Attackers could exploit this vulnerability using a maliciously crafted application that may bypass Privacy preferences and access sensitive user data.

zero-day used by XCSSET macOS malware

While Apple didn’t provide any details on how the three zero-days were abused in attacks, Jamf researchers discovered that the macOS zero-day (CVE-2021-30713) patched today was used by the XCSSET malware to circumvent Apple’s TCC protections designed to safeguard users’ privacy.

“The exploit in question could allow an attacker to gain Full Disk Access, Screen Recording, or other permissions without requiring the user’s explicit consent — which is the default behavior,” the researchers said.

“We, the members of the Jamf Protect detection team, discovered this bypass being actively exploited during additional analysis of the XCSSET malware, after noting a significant uptick of detected variants observed in the wild.

“The detection team noted that once installed on the victim’s system, XCSSET was using this bypass specifically for the purpose of taking screenshots of the user’s desktop without requiring additional permissions.”

The XCSSET malware was first spotted by Trend Micro last year [PDF] in a campaign targeting Mac users via infected Xcode projects, using two other zero-days to hijack the Safari web bro and inject malicious Javascript payloads.

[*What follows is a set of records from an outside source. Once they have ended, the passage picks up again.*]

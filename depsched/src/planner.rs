//! Group Planner: greedy rotating-start packing of clusters into
//! conflict-free execution groups.
//!
//! Deterministic and single-threaded — the packing itself is cheap relative
//! to the analysis and execution phases, so there is no parallel variant.

use crate::cluster::Cluster;
use crate::depset::DepSet;

/// A set of clusters that can run concurrently: none of them reads a
/// cluster another member of the group writes to (i.e. no member's
/// dependency set overlaps another member's presence in the group), and
/// none is itself read by anything already in the group.
pub struct Group {
    pub(crate) cluster_indices: Vec<usize>,
    members: DepSet,
    covered: DepSet,
}

impl Group {
    fn new() -> Self {
        Group { cluster_indices: Vec::new(), members: DepSet::new(), covered: DepSet::new() }
    }

    fn admits(&self, cluster_index: usize, dependencies: &DepSet) -> bool {
        !dependencies.intersects(&self.members) && !self.covered.contains(cluster_index)
    }

    fn insert(&mut self, cluster_index: usize, dependencies: &DepSet) {
        self.cluster_indices.push(cluster_index);
        self.members.set(cluster_index);
        self.covered.union_with(dependencies);
    }

    pub fn len(&self) -> usize {
        self.cluster_indices.len()
    }
}

/// Packs every non-empty cluster into a group, trying existing groups
/// starting from a rotating offset before opening a new one. The rotation
/// spreads the scan's starting point across calls so one early, broad
/// cluster doesn't become a magnet that every later cluster has to skip
/// past.
pub fn plan(clusters: &[Cluster<'_>], dep_sets: &[DepSet]) -> Vec<Group> {
    let mut groups: Vec<Group> = Vec::new();

    for (k, cluster) in clusters.iter().enumerate() {
        if cluster.is_empty() {
            continue;
        }
        let dependencies = &dep_sets[k];

        if groups.is_empty() {
            let mut group = Group::new();
            group.insert(k, dependencies);
            groups.push(group);
            continue;
        }

        let n = groups.len();
        let start = k % n;
        let mut placed = false;
        for step in 0..n {
            let g = (start + step) % n;
            if groups[g].admits(k, dependencies) {
                groups[g].insert(k, dependencies);
                placed = true;
                break;
            }
        }
        if !placed {
            let mut group = Group::new();
            group.insert(k, dependencies);
            groups.push(group);
        }
    }

    groups
}
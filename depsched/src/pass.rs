//! `run_pass`: the top-level driver wiring the four phases together.

use std::time::Instant;

use crate::chunk::ChunkPool;
use crate::cluster::Builder;
use crate::config::Config;
use crate::error::Error;
use crate::object::{Object, ObjectRef};
use crate::stats::{Statistics, PHASE_ANALYZE, PHASE_BUILD, PHASE_EXECUTE, PHASE_PLAN};
use crate::{analyzer, executor, planner};

/// Runs one pass over `objects`: build clusters, analyze their const
/// dependencies, pack clusters into race-free groups, then execute every
/// group in order on a worker pool sized by `config.worker_count`.
///
/// Every object's [`crate::ClusterIndex`] must be [`crate::ClusterIndex::NULL`]
/// on entry (the population's resting state); on return every handle is
/// `NULL` again and every cluster's member list is empty, so the same
/// objects can be passed to another `run_pass` call immediately.
///
/// # Errors
///
/// Returns [`Error::CapacityExceeded`] if the mutable-dependency graph would
/// produce more clusters than either the 16-bit cluster-handle space or the
/// compiled-in [`crate::depset::MAX_CLUSTERS`] bitset width can represent,
/// or [`Error::ChunkPoolExhausted`] if `config.chunk_pool_size` is too small
/// for the worklists and cluster member lists a pass needs concurrently.
///
/// A panic inside a user [`Object::task`] is not caught here: it propagates
/// through the worker pool the same way a panic inside a `rayon::scope`
/// closure propagates to the scope's caller.
pub fn run_pass<O>(objects: &mut [O], config: &Config) -> Result<Statistics, Error>
where
    O: Object + Send + Sync,
{
    let mut stats = Statistics::default();

    let pool: ChunkPool<ObjectRef> = ChunkPool::new(config.chunk_pool_size);

    let build_span = tracing::debug_span!("cluster_build");
    let build_start = Instant::now();
    let mut clusters = {
        let _enter = build_span.enter();
        let builder = Builder::new(&pool);
        builder.build(objects)?
    };
    stats.phase_durations[PHASE_BUILD] = build_start.elapsed();
    stats.num_clusters = clusters.len();
    stats.largest_cluster = clusters.iter().map(|c| c.len()).max().unwrap_or(0);

    #[cfg(any(debug_assertions, feature = "invariant-checks"))]
    crate::cluster::verify_invariants(objects, &clusters, &pool)?;

    let analyze_span = tracing::debug_span!("dependency_analysis");
    let analyze_start = Instant::now();
    let dep_sets = {
        let _enter = analyze_span.enter();
        analyzer::analyze(objects, &clusters)?
    };
    stats.phase_durations[PHASE_ANALYZE] = analyze_start.elapsed();

    let plan_span = tracing::debug_span!("group_planning");
    let plan_start = Instant::now();
    let groups = {
        let _enter = plan_span.enter();
        planner::plan(&clusters, &dep_sets)
    };
    stats.phase_durations[PHASE_PLAN] = plan_start.elapsed();
    stats.num_groups = groups.len();
    stats.largest_group = groups.iter().map(|g| g.len()).max().unwrap_or(0);

    let execute_span = tracing::debug_span!("group_execution");
    let execute_start = Instant::now();
    {
        let _enter = execute_span.enter();
        let thread_pool = rayon::ThreadPoolBuilder::new()
            .num_threads(config.worker_count)
            .build()
            .expect("building the pass's worker pool");
        for group in &groups {
            executor::execute_group(objects, &mut clusters, group, &thread_pool);
        }
    }
    stats.phase_durations[PHASE_EXECUTE] = execute_start.elapsed();

    tracing::info!(
        num_clusters = stats.num_clusters,
        num_groups = stats.num_groups,
        largest_cluster = stats.largest_cluster,
        largest_group = stats.largest_group,
        total_micros = stats.total_duration().as_micros() as u64,
        "pass complete"
    );

    Ok(stats)
}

A new XCSSET variant was discovered by Trend Micro researchers last month, updated to work on recently released Apple-designed ARM Macs.

Stream of zero-days exploited in the wild

Zero-day vulnerabilities have been showing up in Apple’s security advisories more and more often throughout this year, most of them also tagged as exploited in attacks before getting patched.

Earlier this month, Apple addressed two iOS zero-days in the Webkit engine allowing arbitrary remote code execution (RCE) on vulnerable devices simply by visiting malicious websites.

The company has also been issuing patches for a stream of zero-day bugs exploited in the wild over the past few months: one fixed in macOS in April and numerous other iOS vulnerabilities fixed in the previous months.

The company patched three other iOS zero-days—a remote code execution bug, a kernel memory leak, and a kernel privilege escalation flaw—impacting iPhone, iPad, and iPod devices in November.

The Shlayer malware used the macOS zero-day patched in April to bypass Apple’s File Quarantine, Gatekeeper, and Notarization security checks as an easy way to download and install second-stage malicious payloads.

Update: Added info on the XCSSET malware using the macOS zero-day, updated title.